[Your assignment] Examine the records below and count how many lines contain the string "TaskRegistry". Give only the number.

Record set START

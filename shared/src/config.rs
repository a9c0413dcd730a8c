//! Task family records committed by `ConfigSource` and owned by `TaskRegistry`.
//!
//! These mirror §3 DATA MODEL exactly: four families (`ModuleTask`,
//! `ScriptTask`, `ScrapeTask`, `ProbeTask`), each carrying an `outputs[]`
//! list of `(sinkName, sinkConfig)` pairs that `ChannelManager` resolves at
//! send time. Validation here enforces invariants R1-R3; it never touches
//! execution.

use crate::error::MonitoringError;
use serde::{Deserialize, Serialize};
use serde_json::Value as JsonValue;
use std::collections::HashSet;

/// One `(sinkName, sinkConfig)` pair. `sinkConfig` is opaque here — per §1,
/// concrete sink payload serialization is out of scope for this crate; only
/// `ChannelManager` and the sink implementation interpret it.
pub type Output = (String, JsonValue);

/// A time-of-day window, inclusive of `start_seconds`, exclusive of
/// `end_seconds`, measured from local midnight. Wraps past midnight when
/// `end_seconds < start_seconds` (e.g. a window covering 22:00-06:00).
/// `None` in a task record means "always".
#[derive(Debug, Clone, Copy, PartialEq, Eq, Serialize, Deserialize)]
pub struct TimeWindow {
    pub start_seconds: u32,
    pub end_seconds: u32,
}

impl TimeWindow {
    pub fn contains(&self, seconds_of_day: u32) -> bool {
        if self.start_seconds == self.end_seconds {
            return true; // degenerate window means "always"
        }
        if self.start_seconds < self.end_seconds {
            seconds_of_day >= self.start_seconds && seconds_of_day < self.end_seconds
        } else {
            seconds_of_day >= self.start_seconds || seconds_of_day < self.end_seconds
        }
    }
}

/// R3 — cron compatibility without calendar math in the hot path. `"*"`
/// parses to `Always`; otherwise a comma-separated list of inclusive hour
/// ranges such as `"8-18,20-22"` (UTC hour-of-day).
#[derive(Debug, Clone, PartialEq, Eq)]
pub enum ScheduleExpr {
    Always,
    HourRanges(Vec<(u8, u8)>),
}

impl ScheduleExpr {
    pub fn matches_hour(&self, hour: u8) -> bool {
        match self {
            ScheduleExpr::Always => true,
            ScheduleExpr::HourRanges(ranges) => ranges.iter().any(|(a, b)| {
                if a <= b {
                    hour >= *a && hour <= *b
                } else {
                    hour >= *a || hour <= *b
                }
            }),
        }
    }
}

impl std::str::FromStr for ScheduleExpr {
    type Err = MonitoringError;

    fn from_str(s: &str) -> Result<Self, Self::Err> {
        let s = s.trim();
        if s.is_empty() || s == "*" {
            return Ok(ScheduleExpr::Always);
        }
        let mut ranges = Vec::new();
        for part in s.split(',') {
            let (lo, hi) = part
                .split_once('-')
                .ok_or_else(|| MonitoringError::EConfig(format!("bad scheduleExpr range: {part}")))?;
            let lo: u8 = lo
                .trim()
                .parse()
                .map_err(|_| MonitoringError::EConfig(format!("bad scheduleExpr hour: {lo}")))?;
            let hi: u8 = hi
                .trim()
                .parse()
                .map_err(|_| MonitoringError::EConfig(format!("bad scheduleExpr hour: {hi}")))?;
            if lo > 23 || hi > 23 {
                return Err(MonitoringError::EConfig(format!(
                    "scheduleExpr hour out of range: {part}"
                )));
            }
            ranges.push((lo, hi));
        }
        Ok(ScheduleExpr::HourRanges(ranges))
    }
}

impl Serialize for ScheduleExpr {
    fn serialize<S: serde::Serializer>(&self, serializer: S) -> Result<S::Ok, S::Error> {
        let s = match self {
            ScheduleExpr::Always => "*".to_string(),
            ScheduleExpr::HourRanges(ranges) => ranges
                .iter()
                .map(|(a, b)| format!("{a}-{b}"))
                .collect::<Vec<_>>()
                .join(","),
        };
        serializer.serialize_str(&s)
    }
}

impl<'de> Deserialize<'de> for ScheduleExpr {
    fn deserialize<D: serde::Deserializer<'de>>(deserializer: D) -> Result<Self, D::Error> {
        let s = String::deserialize(deserializer)?;
        s.parse().map_err(serde::de::Error::custom)
    }
}

/// Optional request/response keyword match used by TCP-connect and HTTP
/// probes (§4.9): after connect, send `request_body` and read; if the
/// response contains `keyword` emit OK, negated if `negative`.
#[derive(Debug, Clone, Serialize, Deserialize)]
pub struct MatchRule {
    #[serde(default)]
    pub request_body: Option<String>,
    pub keyword: String,
    #[serde(default)]
    pub negative: bool,
}

/// `moduleTask.json` / `baseMetric.json` / `cmsProcess.json` / `cmsTopN.json`
/// records (§3, §6). The latter three are accepted under the same record
/// shape — the original system split them into separate files purely for
/// operational convenience, not a type distinction (SPEC_FULL.md).
#[derive(Debug, Clone, Serialize, Deserialize)]
pub struct ModuleTask {
    pub id: String,
    pub name: String,
    /// Seconds between collections.
    pub interval: u32,
    #[serde(default)]
    pub time_window: Option<TimeWindow>,
    #[serde(default = "crate::defaults::default_schedule_expr")]
    pub schedule_expr: ScheduleExpr,
    /// Opaque arguments passed to the `Collector` implementation named by
    /// `name` (platform sensor acquisition is an external `SystemProbe`
    /// capability per §1 — this crate only carries the args through).
    #[serde(default)]
    pub args: JsonValue,
    #[serde(default)]
    pub outputs: Vec<Output>,
}

impl ModuleTask {
    pub fn validate(&self) -> crate::Result<()> {
        if self.id.is_empty() {
            return Err(MonitoringError::EConfig("ModuleTask id is empty".into()).into());
        }
        if self.interval < 1 {
            return Err(MonitoringError::EConfig(format!(
                "ModuleTask '{}': interval must be >= 1",
                self.id
            ))
            .into());
        }
        Ok(())
    }
}

/// Format a script's captured output is parsed into (§4.7).
#[derive(Debug, Clone, Copy, PartialEq, Eq, Serialize, Deserialize)]
#[serde(rename_all = "SCREAMING_SNAKE_CASE")]
pub enum ResultFormat {
    Raw,
    Prometheus,
    Json,
    Text,
    RawJson,
}

/// `scriptTask.json` records (§3, §4.7).
#[derive(Debug, Clone, Serialize, Deserialize)]
pub struct ScriptTask {
    pub id: String,
    pub name: String,
    /// Full command line, split into argv by the scheduler at spawn time.
    pub command: String,
    #[serde(default)]
    pub user: Option<String>,
    pub interval: u32,
    /// Seconds until the scheduler sends SIGKILL to a still-running child.
    pub timeout: u32,
    #[serde(default)]
    pub first_schedule: Option<u64>,
    pub result_format: ResultFormat,
    #[serde(default)]
    pub filters: Vec<String>,
    #[serde(default)]
    pub labels: Vec<(String, String)>,
    /// 0 = never attach status, 1 = attach on parse success, 2 = always
    /// attach raw output alongside the status (§4.7 PROMETHEUS branch).
    #[serde(default)]
    pub report_status: u8,
    #[serde(default)]
    pub time_window: Option<TimeWindow>,
    #[serde(default)]
    pub outputs: Vec<Output>,
}

impl ScriptTask {
    pub fn validate(&self) -> crate::Result<()> {
        if self.id.is_empty() {
            return Err(MonitoringError::EConfig("ScriptTask id is empty".into()).into());
        }
        if self.interval < 1 {
            return Err(MonitoringError::EConfig(format!(
                "ScriptTask '{}': interval must be >= 1",
                self.id
            ))
            .into());
        }
        if self.command.trim().is_empty() {
            return Err(MonitoringError::EConfig(format!(
                "ScriptTask '{}': command must not be empty",
                self.id
            ))
            .into());
        }
        if self.report_status > 2 {
            return Err(MonitoringError::EConfig(format!(
                "ScriptTask '{}': reportStatus must be 0, 1 or 2",
                self.id
            ))
            .into());
        }
        Ok(())
    }
}

/// The two decoders `ScrapeScheduler` supports (§4.8).
#[derive(Debug, Clone, Copy, PartialEq, Eq, Serialize, Deserialize)]
#[serde(rename_all = "kebab-case")]
pub enum ScrapeType {
    Prom,
    JsonMetric,
}

/// `exporterTask.json` records (§3, §4.8).
#[derive(Debug, Clone, Serialize, Deserialize)]
pub struct ScrapeTask {
    pub id: String,
    /// Scrape targets are tried in order on failure (failover); the first
    /// is the initial `activeIndex`.
    pub target: Vec<String>,
    pub path: String,
    #[serde(default = "crate::defaults::default_scrape_method")]
    pub method: String,
    #[serde(default)]
    pub headers: Vec<(String, String)>,
    pub interval: u32,
    pub timeout: u32,
    #[serde(rename = "type")]
    pub scrape_type: ScrapeType,
    #[serde(default)]
    pub filters: Vec<String>,
    #[serde(default)]
    pub labels: Vec<(String, String)>,
    #[serde(default)]
    pub outputs: Vec<Output>,
    #[serde(default)]
    pub emit_status: bool,
}

impl ScrapeTask {
    pub fn validate(&self) -> crate::Result<()> {
        if self.id.is_empty() {
            return Err(MonitoringError::EConfig("ScrapeTask id is empty".into()).into());
        }
        if self.target.is_empty() {
            return Err(MonitoringError::EConfig(format!(
                "ScrapeTask '{}': at least one target is required",
                self.id
            ))
            .into());
        }
        if self.interval < 1 {
            return Err(MonitoringError::EConfig(format!(
                "ScrapeTask '{}': interval must be >= 1",
                self.id
            ))
            .into());
        }
        for t in &self.target {
            crate::utils::validate_url(&format!("{}{}", t, self.path), false).map_err(|e| {
                MonitoringError::EConfig(format!("ScrapeTask '{}': {}", self.id, e))
            })?;
        }
        Ok(())
    }
}

/// The three probe kinds from §4.9.
#[derive(Debug, Clone, Copy, PartialEq, Eq, Serialize, Deserialize)]
#[serde(rename_all = "kebab-case")]
pub enum ProbeKind {
    Ping,
    TcpConnect,
    Http,
}

/// `cmsDetect.json` records (§3, §4.9). All three kinds share this record
/// shape; `kind` only changes how `ProbeScheduler` executes the tick, never
/// the record fields — there's no per-kind parameter payload to disambiguate
/// up front the way the teacher's `TaskParams` needed to.
#[derive(Debug, Clone, Serialize, Deserialize)]
pub struct ProbeTask {
    pub id: String,
    pub kind: ProbeKind,
    /// Ping/TCP: `host` or `host:port`. HTTP: a full URL.
    pub destination: String,
    pub interval: u32,
    pub timeout: u32,
    #[serde(default)]
    pub match_rules: Option<MatchRule>,
    #[serde(default)]
    pub time_window: Option<TimeWindow>,
}

impl ProbeTask {
    pub fn validate(&self) -> crate::Result<()> {
        if self.id.is_empty() {
            return Err(MonitoringError::EConfig("ProbeTask id is empty".into()).into());
        }
        if self.destination.trim().is_empty() {
            return Err(MonitoringError::EConfig(format!(
                "ProbeTask '{}': destination must not be empty",
                self.id
            ))
            .into());
        }
        if self.interval < 1 {
            return Err(MonitoringError::EConfig(format!(
                "ProbeTask '{}': interval must be >= 1",
                self.id
            ))
            .into());
        }
        if self.kind == ProbeKind::Http {
            crate::utils::validate_url(&self.destination, false).map_err(|e| {
                MonitoringError::EConfig(format!("ProbeTask '{}': {}", self.id, e))
            })?;
        }
        Ok(())
    }
}

/// One family's worth of task records plus the fingerprint `ConfigWatcher`
/// hashed it from. `TaskRegistry` holds one of these per family behind an
/// `ArcSwap`-style snapshot handoff (see `agent::registry`).
#[derive(Debug, Clone)]
pub struct TasksSnapshot<T> {
    pub tasks: Vec<T>,
    pub fingerprint: String,
}

impl<T> TasksSnapshot<T> {
    pub fn new(tasks: Vec<T>, fingerprint: String) -> Self {
        Self { tasks, fingerprint }
    }
}

/// R1 — id uniqueness within one family. Generic over any record with an
/// `id` accessor so every family's `ConfigWatcher` reload path can share it.
pub fn validate_unique_ids<'a, T>(
    family: &str,
    tasks: &'a [T],
    id_of: impl Fn(&'a T) -> &'a str,
) -> crate::Result<()> {
    let mut seen = HashSet::new();
    for task in tasks {
        let id = id_of(task);
        if !seen.insert(id) {
            return Err(MonitoringError::EConfig(format!(
                "{family}: duplicate task id '{id}'"
            ))
            .into());
        }
    }
    Ok(())
}

#[cfg(test)]
mod tests {
    use super::*;

    #[test]
    fn schedule_expr_always() {
        assert_eq!("*".parse::<ScheduleExpr>().unwrap(), ScheduleExpr::Always);
        assert!(ScheduleExpr::Always.matches_hour(3));
    }

    #[test]
    fn schedule_expr_ranges() {
        let expr: ScheduleExpr = "8-18,20-22".parse().unwrap();
        assert!(expr.matches_hour(9));
        assert!(expr.matches_hour(21));
        assert!(!expr.matches_hour(23));
    }

    #[test]
    fn schedule_expr_wrap_around() {
        let expr: ScheduleExpr = "22-4".parse().unwrap();
        assert!(expr.matches_hour(23));
        assert!(expr.matches_hour(1));
        assert!(!expr.matches_hour(12));
    }

    #[test]
    fn time_window_wrap_around() {
        let w = TimeWindow {
            start_seconds: 22 * 3600,
            end_seconds: 6 * 3600,
        };
        assert!(w.contains(23 * 3600));
        assert!(w.contains(1));
        assert!(!w.contains(12 * 3600));
    }

    #[test]
    fn module_task_rejects_zero_interval() {
        let task = ModuleTask {
            id: "m1".into(),
            name: "cpu".into(),
            interval: 0,
            time_window: None,
            schedule_expr: ScheduleExpr::Always,
            args: JsonValue::Null,
            outputs: vec![],
        };
        assert!(task.validate().is_err());
    }

    #[test]
    fn duplicate_ids_rejected() {
        let tasks = vec![
            ModuleTask {
                id: "dup".into(),
                name: "a".into(),
                interval: 10,
                time_window: None,
                schedule_expr: ScheduleExpr::Always,
                args: JsonValue::Null,
                outputs: vec![],
            },
            ModuleTask {
                id: "dup".into(),
                name: "b".into(),
                interval: 10,
                time_window: None,
                schedule_expr: ScheduleExpr::Always,
                args: JsonValue::Null,
                outputs: vec![],
            },
        ];
        let err = validate_unique_ids("module", &tasks, |t| t.id.as_str());
        assert!(err.is_err());
    }
}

Record set END

[Solved exercise] 2